How to test load of a page and not one call

Hi,

Just started to play with Gatling, great tool! I'm trying to write a
scenario to test our home page. When the call goes out: www.homepage.com,
there are about 27 http requests that get triggered to cdn server,
image server, app server, etc. I can't figure out how does it gets
handle in Gatling?

Thank You,
David

I'm a newbie myself, but does the recorder capture all those requests
for you? If so you could record a session and take a look at the
recorded result to see what happens

I used a recorder today, it recorded 66 calls, instead of 27 or 29
that I need and it did not record some of the calls that I see in
firebug or I get automatically fired with other tools, like WebLOAD
for example.
I'm hoping there are better solution to this issue then use of
Recorder

The recorded is just a proxy so it is strange if it is just not
recording requests - Maybe your browser was caching stuff from the CDN
and not actually sending those requests when you recorded?

Hi there,

Yes, the recorder is just a proxy, so it records the requests your browser sends.
Make sure you don’t have other pannels sending ajax requests (such as your emails getting refreshed, etc).
You can also add filters (ant or regexp) to only capture the requests your interested in.

Cheers,

Steph

2012/5/4 Perryn Fowler <pezlists@gmail.com>

Thank You Steph,

I'm going to use regexes and try to record what I need. How
about .followRedirect?
Would that solve my issue?

Thanks,
David

Hello David,

Hard to tell, as I don’t know exactly what requests are missing and what requests should be here.
Could you please elaborate?

Regarding followRedirect, it means that the engine will automatically reissue requests when receiving a 30X response status code, until getting a non 30X one. So yes, you get let requests in your scenario when using followRedirect.

Cheers,

Stephane

2012/5/4 David T <dtishkoff@gmail.com>

Hi Stephane,

Basically my main concern is not that some calls were not recorded,
but if there is function/method I can use to pull all embedded
resources for the page?

Thank You for helping me with this.
David

The response is no.

You have to define every request in your scenario, so the best way is to record them with the recorder.
The reason is that in order to do that, Gatling would have to become a real browser: not only parsing HTML, but also executing javascript that might trigger ajax calls. Too complex and too performance consuming.

Steph

2012/5/5 David T <dtishkoff@gmail.com>

Hi Stephane,

What do you think about supporting extraction and retrieval of just
the embedded resources defined in the html response with no evaluation
of javascript?

Do you know if this approach is much more expensive than:
1. checking the response meets expectations via regex/xpath
2. continue on and issue the expected hard-coded requests

note: I work with David, and this topic came up in a discussion about
creating and maintaining gatling simulations efficiently. Clearly,
there is a runtime cost to fetching embedded resources, but I haven't
quantified it for myself yet. From our team's perspective, the
runtime cost is less important than the maintenance cost of keeping
simulations aligned with the real world, which we generally don't have
control over.

To that end, I was thinking of implementing the equivalent of JMeter's
'Retrieve all embedded resources" feature for http requests:
http://jmeter.apache.org/usermanual/component_reference.html#HTTP_Request

JMeter's implementation retrieves embedded:
* images
* applets
* stylesheets
* external scripts
* frames, iframes
* background images (body, table, TD, TR)
* background sound

If there is not a philosophical or architectural problem with adding
this feature, I would like to attempt it and see if and how it works
out. I understand that gatling is designed to be different from tools
like JMeter and WebLoad and so that if the feature cannot scale and
perform, then it won't make it into the official codebase.

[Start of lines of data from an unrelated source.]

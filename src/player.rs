//! Players and their hands.

use alloc::string::String;
use alloc::vec::Vec;
use core::fmt;

use crate::card::Card;
use crate::event::GameEvent;

/// Identifier assigned by the game when a player joins.
///
/// Ids are never reused within one game, so two players sharing a name
/// stay distinct.
#[derive(Debug, Clone, Copy, PartialEq, Eq, PartialOrd, Ord, Hash)]
pub struct PlayerId(pub u32);

impl fmt::Display for PlayerId {
    fn fmt(&self, f: &mut fmt::Formatter<'_>) -> fmt::Result {
        write!(f, "#{}", self.0)
    }
}

/// A player's identity, hand, and running score.
#[derive(Debug, Clone, PartialEq, Eq)]
pub struct Player {
    id: PlayerId,
    name: String,
    hand: Vec<Card>,
    /// Always the sum of [`Card::value`] over `hand`.
    score: u32,
}

impl Player {
    /// Creates a player with an empty hand.
    #[must_use]
    pub fn new(id: PlayerId, name: impl Into<String>) -> Self {
        Self {
            id,
            name: name.into(),
            hand: Vec::new(),
            score: 0,
        }
    }

    /// Adds a card to the hand and credits its value to the score.
    ///
    /// The same card may be added twice; the deck is what guarantees
    /// uniqueness during play.
    ///
    /// ```
    /// use suitscore::{Card, Player, PlayerId, Suit};
    ///
    /// let mut player = Player::new(PlayerId(0), "Chuck");
    /// player.add_card(Card::new(Suit::Hearts, 12));
    /// assert_eq!(player.score(), 36);
    /// ```
    pub fn add_card(&mut self, card: Card) {
        self.hand.push(card);
        self.score += card.value();
    }

    /// Empties the hand and zeroes the score.
    pub fn reset_hand(&mut self) {
        self.hand.clear();
        self.score = 0;
    }

    /// Returns the score line for this player.
    #[must_use]
    pub fn score_report(&self) -> GameEvent {
        GameEvent::Score {
            player: self.id,
            name: self.name.clone(),
            score: self.score,
        }
    }

    /// Returns the player's id.
    #[must_use]
    pub const fn id(&self) -> PlayerId {
        self.id
    }

    /// Returns the player's name.
    #[must_use]
    pub fn name(&self) -> &str {
        &self.name
    }

    /// Returns the cards received, in draw order.
    #[must_use]
    pub fn hand(&self) -> &[Card] {
        &self.hand
    }

    /// Returns the current score.
    #[must_use]
    pub const fn score(&self) -> u32 {
        self.score
    }
}

#[cfg(test)]
mod tests {
    use alloc::string::ToString;

    use super::*;
    use crate::card::Suit;

    #[test]
    fn score_tracks_hand() {
        let mut player = Player::new(PlayerId(3), "Bob");
        let cards = [
            Card::new(Suit::Hearts, 2),
            Card::new(Suit::Spades, 13),
            Card::new(Suit::Diamonds, 6),
        ];
        for card in cards {
            player.add_card(card);
        }

        assert_eq!(player.hand(), cards);
        assert_eq!(player.score(), 6 + 13 + 12);

        player.reset_hand();
        assert!(player.hand().is_empty());
        assert_eq!(player.score(), 0);
    }

    #[test]
    fn duplicate_cards_are_accepted() {
        let mut player = Player::new(PlayerId(0), "Dave");
        let card = Card::new(Suit::Clubs, 14);
        player.add_card(card);
        player.add_card(card);
        assert_eq!(player.hand().len(), 2);
        assert_eq!(player.score(), 112);
    }

    #[test]
    fn score_report_names_player() {
        let mut player = Player::new(PlayerId(1), "Chuck");
        player.add_card(Card::new(Suit::Clubs, 10));
        assert_eq!(player.score_report().to_string(), "Chuck's score is 40");
    }
}
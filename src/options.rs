//! Game configuration options.

/// Configuration options for a game.
///
/// Use the builder pattern to customize options:
///
/// ```
/// use suitscore::GameOptions;
///
/// let options = GameOptions::default()
///     .with_max_players(4)
///     .with_turns(5);
/// ```
#[derive(Debug, Clone, Copy, PartialEq, Eq, Hash)]
pub struct GameOptions {
    /// Maximum number of players allowed to join.
    pub max_players: usize,
    /// Number of turns; each player draws one card per turn.
    pub turns: usize,
}

impl Default for GameOptions {
    fn default() -> Self {
        Self {
            max_players: 2,
            turns: 3,
        }
    }
}

impl GameOptions {
    /// Sets the maximum number of players.
    ///
    /// # Example
    ///
    /// ```
    /// use suitscore::GameOptions;
    ///
    /// let options = GameOptions::default().with_max_players(6);
    /// assert_eq!(options.max_players, 6);
    /// ```
    #[must_use]
    pub const fn with_max_players(mut self, max_players: usize) -> Self {
        self.max_players = max_players;
        self
    }

    /// Sets the number of turns.
    ///
    /// # Example
    ///
    /// ```
    /// use suitscore::GameOptions;
    ///
    /// let options = GameOptions::default().with_turns(10);
    /// assert_eq!(options.turns, 10);
    /// ```
    #[must_use]
    pub const fn with_turns(mut self, turns: usize) -> Self {
        self.turns = turns;
        self
    }

    /// Returns the number of cards a full game consumes.
    ///
    /// ```
    /// use suitscore::GameOptions;
    ///
    /// assert_eq!(GameOptions::default().cards_needed(2), 6);
    /// ```
    #[must_use]
    pub const fn cards_needed(&self, players: usize) -> usize {
        players.saturating_mul(self.turns)
    }
}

The dsl would look something like:
http("store")
  .get("/store")
  .headers(headers_standard)
  .retrieveEmbeddedResources(List("*.domain.com","*.cdn.domain.com"))
  .check(status.in(List(200 to 210)))

retrieveEmbeddedResources retrieves all embedded resources by default,
but also takes an optional whitelist of regexes for filtering the
resource requests. retrieveEmbeddedResources might also need a
facility for specifying checks.

Regards,
Stephen

Hi Stephen,

First of all, thanks for the pull requests.

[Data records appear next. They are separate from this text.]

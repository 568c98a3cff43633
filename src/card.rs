//! Card types and naming tables.

use core::fmt;

use crate::error::CardError;

/// Card suit, in ascending value order.
#[derive(Debug, Clone, Copy, PartialEq, Eq, PartialOrd, Ord, Hash)]
pub enum Suit {
    /// Spades (code 1).
    Spades = 1,
    /// Diamonds (code 2).
    Diamonds = 2,
    /// Hearts (code 3).
    Hearts = 3,
    /// Clubs (code 4).
    Clubs = 4,
}

impl Suit {
    /// All suits in ascending code order.
    pub const ALL: [Self; 4] = [Self::Spades, Self::Diamonds, Self::Hearts, Self::Clubs];

    /// Returns the suit for a numeric code in `1..=4`.
    #[must_use]
    pub const fn from_code(code: u8) -> Option<Self> {
        match code {
            1 => Some(Self::Spades),
            2 => Some(Self::Diamonds),
            3 => Some(Self::Hearts),
            4 => Some(Self::Clubs),
            _ => None,
        }
    }

    /// Returns the numeric code of the suit.
    #[must_use]
    pub const fn code(self) -> u8 {
        self as u8
    }

    /// Returns the display name of the suit.
    #[must_use]
    pub const fn name(self) -> &'static str {
        SUIT_NAMES[(self as u8 - 1) as usize]
    }
}

impl fmt::Display for Suit {
    fn fmt(&self, f: &mut fmt::Formatter<'_>) -> fmt::Result {
        f.write_str(self.name())
    }
}

impl TryFrom<u8> for Suit {
    type Error = CardError;

    fn try_from(code: u8) -> Result<Self, Self::Error> {
        Self::from_code(code).ok_or(CardError::InvalidSuit(code))
    }
}

const SUIT_NAMES: [&str; 4] = ["Spades", "Diamonds", "Hearts", "Clubs"];

const RANK_NAMES: [&str; 13] = [
    "Two", "Three", "Four", "Five", "Six", "Seven", "Eight", "Nine", "Ten", "Jack", "Queen",
    "King", "Ace",
];

/// Lowest rank code (Two).
pub const MIN_RANK: u8 = 2;

/// Highest rank code (Ace, played high).
pub const MAX_RANK: u8 = 14;

/// Number of cards per deck.
pub const DECK_SIZE: usize = 52;

/// Returns the display name for a rank code, or `None` outside `2..=14`.
///
/// ```
/// use suitscore::card::rank_name;
///
/// assert_eq!(rank_name(11), Some("Jack"));
/// assert_eq!(rank_name(14), Some("Ace"));
/// assert_eq!(rank_name(1), None);
/// ```
#[must_use]
pub const fn rank_name(rank: u8) -> Option<&'static str> {
    if rank < MIN_RANK || rank > MAX_RANK {
        return None;
    }
    Some(RANK_NAMES[(rank - MIN_RANK) as usize])
}

/// A playing card.
///
/// Cards order by suit first and rank second, which is the order
/// [`Deck::sort_cards`](crate::Deck::sort_cards) produces.
#[derive(Debug, Clone, Copy, PartialEq, Eq, PartialOrd, Ord, Hash)]
pub struct Card {
    /// The suit of the card.
    pub suit: Suit,
    /// The rank of the card (2..=10, 11 = Jack, 12 = Queen, 13 = King, 14 = Ace).
    pub rank: u8,
}

impl Card {
    /// Creates a new card.
    ///
    /// Note: This function does not validate the rank. Use
    /// [`Card::try_from`] with raw codes when the input is untrusted.
    #[must_use]
    pub const fn new(suit: Suit, rank: u8) -> Self {
        Self { suit, rank }
    }

    /// Returns the score contribution of the card: suit code times rank.
    ///
    /// ```
    /// use suitscore::{Card, Suit};
    ///
    /// assert_eq!(Card::new(Suit::Clubs, 14).value(), 56);
    /// assert_eq!(Card::new(Suit::Spades, 2).value(), 2);
    /// ```
    #[must_use]
    pub const fn value(&self) -> u32 {
        self.suit.code() as u32 * self.rank as u32
    }
}

impl TryFrom<(u8, u8)> for Card {
    type Error = CardError;

    /// Builds a card from `(suit code, rank code)`.
    fn try_from((suit, rank): (u8, u8)) -> Result<Self, Self::Error> {
        let suit = Suit::try_from(suit)?;
        if rank_name(rank).is_none() {
            return Err(CardError::InvalidRank(rank));
        }
        Ok(Self::new(suit, rank))
    }
}

impl fmt::Display for Card {
    fn fmt(&self, f: &mut fmt::Formatter<'_>) -> fmt::Result {
        match rank_name(self.rank) {
            Some(rank) => write!(f, "{rank} of {}", self.suit),
            None => write!(f, "{} of {}", self.rank, self.suit),
        }
    }
}

#[cfg(test)]
mod tests {
    use super::*;

    #[test]
    fn suit_codes_round_trip_through_names() {
        for (code, name) in (1..=4).zip(SUIT_NAMES) {
            let suit = Suit::from_code(code).unwrap();
            assert_eq!(suit.code(), code);
            assert_eq!(suit.name(), name);
        }
        assert_eq!(Suit::from_code(0), None);
        assert_eq!(Suit::from_code(5), None);
    }

    #[test]
    fn card_from_codes_validates_both_parts() {
        assert_eq!(Card::try_from((3u8, 12u8)), Ok(Card::new(Suit::Hearts, 12)));
        assert_eq!(Card::try_from((0u8, 12u8)), Err(CardError::InvalidSuit(0)));
        assert_eq!(Card::try_from((2u8, 15u8)), Err(CardError::InvalidRank(15)));
        assert_eq!(Card::try_from((2u8, 1u8)), Err(CardError::InvalidRank(1)));
    }

    #[test]
    fn display_uses_rank_and_suit_words() {
        use alloc::string::ToString;

        assert_eq!(Card::new(Suit::Clubs, 14).to_string(), "Ace of Clubs");
        assert_eq!(Card::new(Suit::Diamonds, 10).to_string(), "Ten of Diamonds");
        assert_eq!(Card::new(Suit::Spades, 99).to_string(), "99 of Spades");
    }

    #[test]
    fn cards_order_by_suit_then_rank() {
        assert!(Card::new(Suit::Spades, 14) < Card::new(Suit::Diamonds, 2));
        assert!(Card::new(Suit::Hearts, 3) < Card::new(Suit::Hearts, 4));
    }
}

Static resources retrieving raises a lot of questions:

  1. Why fetch them? It’s quite common that those are served by a cache or a CDN, so performance might only be an issue from a network or browser perspective.
  2. Real world behavior depends on cache headers and browser cache content. How will your solution behave? Have a conservative approach where users would have an empty cache? Would it support caching and cache expiration?
  3. Gatling current workflow is a sequence. It means that we have yet to implement a workflow where resource get fetched with a scatter/gather strategy. See https://github.com/excilys/gatling/issues/431. I have a solution in mind that would spawn actors for each scatter/gather execution. Your solution should be based on this mechanism, otherwise, your static resources will be fetched one after another, and that’s not real world behavior.
  4. Parsing html and css would be expensive for sure (many regexps). As it will be an approximation (not supporting resources fetched from javascript), why not only sample on the first user (meaning the first user would parse the response and change the actor’s behavior so that future users wouldn’t have to do the parsing). Quite complex, but definitively the best way.
  5. What would the reports look like? Like with follow redirect support: “Request name, resource 1”, “Request name, resource 2”, etc…?
    Cheers,

Stephane

2012/5/6 Stephen Kuenzli <stephen.kuenzli@qualimente.com>

Stephane,

You’re welcome for the minor fixes. Thank you for creating such a nice tool. It is a credit to yourself and the team that gatling is maintainable, powerful, efficient, and scalable.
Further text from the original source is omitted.